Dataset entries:
------------------------
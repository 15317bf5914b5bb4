//! Probe an MCP trigger endpoint end to end.
//!
//! Usage:
//!   OPSBEACON_MCP_URL=... OPSBEACON_MCP_TOKEN=... \
//!       cargo run --example protocol_check -- [tool-name]
//!
//! The URL and token come from creating an MCP trigger; the token is only
//! issued at creation time.

use std::env;

use opsbeacon_mcp::McpProbe;

#[tokio::main]
async fn main() -> Result<(), Box<dyn std::error::Error>> {
    dotenvy::dotenv().ok();
    tracing_subscriber::fmt()
        .with_env_filter(tracing_subscriber::EnvFilter::from_default_env())
        .init();

    let mcp_url = match env::var("OPSBEACON_MCP_URL") {
        Ok(url) => url,
        Err(_) => {
            eprintln!("Error: OPSBEACON_MCP_URL environment variable is required");
            std::process::exit(1);
        }
    };
    let mcp_token = match env::var("OPSBEACON_MCP_TOKEN") {
        Ok(token) => token,
        Err(_) => {
            eprintln!("Error: OPSBEACON_MCP_TOKEN environment variable is required");
            std::process::exit(1);
        }
    };
    let tool_name = env::args().nth(1);

    let probe = McpProbe::new(mcp_url, mcp_token)?;
    let report = probe.run(tool_name.as_deref()).await;

    println!("{}", serde_json::to_string_pretty(&report)?);

    if report.success {
        println!("MCP endpoint is fully operational");
        Ok(())
    } else {
        eprintln!("MCP probe failed; see the per-step results above");
        std::process::exit(1);
    }
}
//! Connections API.

use crate::client::OpsBeaconClient;
use crate::error::Result;
use crate::types::{Connection, ConnectionList};

/// Connections API client.
///
/// Connections are read-only from the client's perspective.
pub struct ConnectionsApi {
    client: OpsBeaconClient,
}

impl ConnectionsApi {
    pub(crate) fn new(client: OpsBeaconClient) -> Self {
        Self { client }
    }

    /// Fetch the connections configured in the workspace.
    pub async fn list(&self) -> Result<Vec<Connection>> {
        let response: ConnectionList = self.client.get("/workspace/v2/connections").await?;
        Ok(response.connections)
    }
}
------------------------
**BRIEF**:
Find the line containing "probe failed; see", then output it and every line after it to the end of the data, exactly.

**ANSWER TO THIS PROBLEM**:
        eprintln!("MCP probe failed; see the per-step results above");
        std::process::exit(1);
    }
}
//! Connections API.

use crate::client::OpsBeaconClient;
use crate::error::Result;
use crate::types::{Connection, ConnectionList};

/// Connections API client.
///
/// Connections are read-only from the client's perspective.
pub struct ConnectionsApi {
    client: OpsBeaconClient,
}

impl ConnectionsApi {
    pub(crate) fn new(client: OpsBeaconClient) -> Self {
        Self { client }
    }

    /// Fetch the connections configured in the workspace.
    pub async fn list(&self) -> Result<Vec<Connection>> {
        let response: ConnectionList = self.client.get("/workspace/v2/connections").await?;
        Ok(response.connections)
    }
}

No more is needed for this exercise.